Standardization of flow cytometry in myelodysplastic syndromes: report from the first European LeukemiaNet working conference on flow cytometry in myelodysplastic syndromes.
van de Loosdrecht AA., Alhan C., Béné MC., Della Porta MG., Dräger AM., Feuillard J., Font P., Germing U., Haase D., Homburg CH., Ireland R., Jansen JH., Kern W., Malcovati L., Te Marvelde JG., Mufti GJ., Ogata K., Orfao A., Ossenkoppele GJ., Porwit A., Preijers FW., Richards SJ., Schuurhuis GJ., Subirá D., Valent P., van der Velden VH., Vyas P., Westra AH., de Witte TM., Wells DA., Loken MR., Westers TM.

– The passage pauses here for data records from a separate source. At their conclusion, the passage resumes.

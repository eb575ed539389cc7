//! Error types for the VOD catalog platform
//!
//! A query either fully succeeds with a well-formed page or fails with one
//! of these variants; no partial results cross the component boundary.

use actix_web::HttpResponse;
use serde_json::json;

/// Platform-wide error taxonomy
///
/// Maps onto HTTP status codes at the service edge:
/// validation → 400, not-found → 404, access-denied → 403, dependency → 500.
#[derive(Debug, thiserror::Error)]
pub enum CatalogError {
    /// Malformed or forbidden input (search term too short, child profile
    /// requesting a disallowed genre or rating)
    #[error("validation error: {0}")]
    Validation(String),

    /// Unknown content or shelf id
    #[error("not found: {0}")]
    NotFound(String),

    /// Content exists but fails the child-safety or geo gate for this viewer
    #[error("access denied: {0}")]
    AccessDenied(String),

    /// Backing store unreachable or misbehaving; not retried here
    #[error("dependency error: {0}")]
    Dependency(String),

    /// Invalid or missing configuration value
    #[error("configuration error: {message}")]
    Configuration {
        message: String,
        key: Option<String>,
    },
}

impl CatalogError {
    pub fn validation(message: impl Into<String>) -> Self {
        Self::Validation(message.into())
    }

    pub fn not_found(message: impl Into<String>) -> Self {
        Self::NotFound(message.into())
    }

    pub fn access_denied(message: impl Into<String>) -> Self {
        Self::AccessDenied(message.into())
    }

    pub fn dependency(message: impl Into<String>) -> Self {
        Self::Dependency(message.into())
    }

    pub fn configuration(message: impl Into<String>, key: impl Into<String>) -> Self {
        Self::Configuration {
            message: message.into(),
            key: Some(key.into()),
        }
    }

    /// Stable machine-readable code for the error body
    pub fn code(&self) -> &'static str {
        match self {
            Self::Validation(_) => "validation_error",
            Self::NotFound(_) => "not_found",
            Self::AccessDenied(_) => "access_denied",
            Self::Dependency(_) => "dependency_error",
            Self::Configuration { .. } => "configuration_error",
        }
    }
}

impl From<sqlx::Error> for CatalogError {
    fn from(e: sqlx::Error) -> Self {
        match e {
            sqlx::Error::RowNotFound => Self::NotFound("record not found".to_string()),
            other => Self::Dependency(format!("database error: {}", other)),
        }
    }
}

impl actix_web::ResponseError for CatalogError {
    fn error_response(&self) -> HttpResponse {
        let body = json!({
            "error": self.code(),
            "message": self.to_string(),
        });

        match self {
            Self::Validation(_) => HttpResponse::BadRequest().json(body),
            Self::NotFound(_) => HttpResponse::NotFound().json(body),
            Self::AccessDenied(_) => HttpResponse::Forbidden().json(body),
            Self::Dependency(_) | Self::Configuration { .. } => {
                HttpResponse::InternalServerError().json(body)
            }
        }
    }
}

/// Result type alias for catalog operations
pub type Result<T> = std::result::Result<T, CatalogError>;
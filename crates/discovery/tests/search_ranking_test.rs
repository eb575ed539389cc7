//! Search behavior: matching, ranking, highlighting, pagination

mod common;

use common::{published, services};
use vod_core::pagination::PageRequest;
use vod_core::types::AgeRating;
use vod_core::{CatalogError, ViewerContext};

#[tokio::test]
async fn search_returns_only_textual_matches() {
    let s = services();
    let mut with_character = published("Gotham Knights", 2022, AgeRating::PG13, &["Action"]);
    with_character.characters = vec!["Batman".to_string()];
    s.catalog_repo.seed([
        published("The Batman", 2022, AgeRating::PG13, &["Action"]),
        with_character,
        published("Ocean Life", 2022, AgeRating::G, &["Documentary"]),
    ]);

    let hits = s
        .search
        .search("batman", PageRequest::default(), &ViewerContext::anonymous())
        .await
        .unwrap();

    assert_eq!(hits.page.total_items, 2);
    assert!(hits
        .page
        .items
        .iter()
        .all(|h| h.content.title != "Ocean Life"));
}

#[tokio::test]
async fn title_match_outranks_weaker_fields_regardless_of_recency() {
    let s = services();
    let mut old_title_match = published("Robot Dreams", 1991, AgeRating::PG, &["Animation"]);
    old_title_match.description = Some("Quiet film".to_string());

    let mut new_description_match = published("Future City", 2024, AgeRating::PG, &["Sci-Fi"]);
    new_description_match.description = Some("A robot wanders the city".to_string());

    let title_id = old_title_match.id;
    s.catalog_repo.seed([old_title_match, new_description_match]);

    let hits = s
        .search
        .search("robot", PageRequest::default(), &ViewerContext::anonymous())
        .await
        .unwrap();

    assert_eq!(hits.page.items[0].content.id, title_id);
}

#[tokio::test]
async fn equal_priority_matches_order_by_recency() {
    let s = services();
    let older = published("Eclipse", 1999, AgeRating::PG, &["Drama"]);
    let newer = published("Eclipse", 2021, AgeRating::PG, &["Drama"]);
    let newer_id = newer.id;
    s.catalog_repo.seed([older, newer]);

    let hits = s
        .search
        .search("eclipse", PageRequest::default(), &ViewerContext::anonymous())
        .await
        .unwrap();
    assert_eq!(hits.page.items[0].content.id, newer_id);
}

#[tokio::test]
async fn short_term_is_validation_error() {
    let s = services();
    let err = s
        .search
        .search("a", PageRequest::default(), &ViewerContext::anonymous())
        .await
        .unwrap_err();
    assert!(matches!(err, CatalogError::Validation(_)));

    // whitespace does not count toward the minimum
    let err = s
        .search
        .search("  b  ", PageRequest::default(), &ViewerContext::anonymous())
        .await
        .unwrap_err();
    assert!(matches!(err, CatalogError::Validation(_)));
}

#[tokio::test]
async fn hits_carry_em_highlights() {
    let s = services();
    s.catalog_repo.seed([published(
        "Deep Blue Sea",
        2020,
        AgeRating::PG13,
        &["Thriller"],
    )]);

    let hits = s
        .search
        .search("blue", PageRequest::default(), &ViewerContext::anonymous())
        .await
        .unwrap();
    assert_eq!(hits.page.items[0].highlighted_title, "Deep <em>Blue</em> Sea");
}

#[tokio::test]
async fn search_results_paginate() {
    let s = services();
    s.catalog_repo.seed(
        (0..30).map(|i| published(&format!("Star Journey {}", i), 2000 + i, AgeRating::PG, &[])),
    );

    let page_two = s
        .search
        .search(
            "star",
            PageRequest::from_params(Some(2), Some(10)),
            &ViewerContext::anonymous(),
        )
        .await
        .unwrap();

    assert_eq!(page_two.page.items.len(), 10);
    assert_eq!(page_two.page.total_items, 30);
    assert_eq!(page_two.page.total_pages, 3);
    assert!(page_two.page.has_previous);
    assert!(page_two.page.has_next);
}

#[tokio::test]
async fn unpublished_records_never_match() {
    let s = services();
    let mut draft = published("Hidden Gem", 2024, AgeRating::PG, &[]);
    draft.status = vod_core::types::ContentStatus::Draft;
    s.catalog_repo.seed([draft]);

    let hits = s
        .search
        .search("hidden", PageRequest::default(), &ViewerContext::anonymous())
        .await
        .unwrap();
    assert_eq!(hits.page.total_items, 0);
}
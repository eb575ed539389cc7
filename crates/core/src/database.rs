//! Postgres pool construction shared by the service crates

use sqlx::postgres::PgPoolOptions;
use sqlx::PgPool;
use tracing::info;

use crate::config::DatabaseConfig;
use crate::error::Result;

/// Open a connection pool from a validated [`DatabaseConfig`]
pub async fn connect(config: &DatabaseConfig) -> Result<PgPool> {
    let pool = PgPoolOptions::new()
        .max_connections(config.max_connections)
        .acquire_timeout(config.acquire_timeout)
        .connect(&config.url)
        .await?;

    info!(
        max_connections = config.max_connections,
        "database pool ready"
    );
    Ok(pool)
}

/// Verify the pool can serve a trivial query; used by health endpoints
pub async fn health_check(pool: &PgPool) -> Result<()> {
    sqlx::query("SELECT 1").execute(pool).await?;
    Ok(())
}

The myelodysplastic syndromes are a group of clonal hematopoietic stem cell diseases characterized by cytopenia(s), dysplasia in one or more cell lineages and increased risk of evolution to acute myeloid leukemia (AML). Recent advances in immunophenotyping of hematopoietic progenitor and maturing cells in dysplastic bone marrow point to a useful role for multiparameter flow cytometry (FCM) in the diagnosis and prognostication of myelodysplastic syndromes. In March 2008, representatives from 18 European institutes participated in a European LeukemiaNet (ELN) workshop held in Amsterdam as a first step towards standardization of FCM in myelodysplastic syndromes. Consensus was reached regarding standard methods for cell sampling, handling and processing. The group also defined minimal combinations of antibodies to analyze aberrant immunophenotypes and thus dysplasia. Examples are altered numbers of CD34(+) precursors, aberrant expression of markers on myeloblasts, maturing myeloid cells, monocytes or erythroid precursors and the expression of lineage infidelity markers. When applied in practice, aberrant FCM patterns correlate well with morphology, the subclassification of myelodysplastic syndromes, and prognostic scoring systems. However, the group also concluded that despite strong evidence for an impact of FCM in myelodysplastic syndromes, further (prospective) validation of markers and immunophenotypic patterns are required against control patient groups as well as further standardization in multi-center studies. Standardization of FCM in myelodysplastic syndromes may thus contribute to improved diagnosis and prognostication of myelodysplastic syndromes in the future.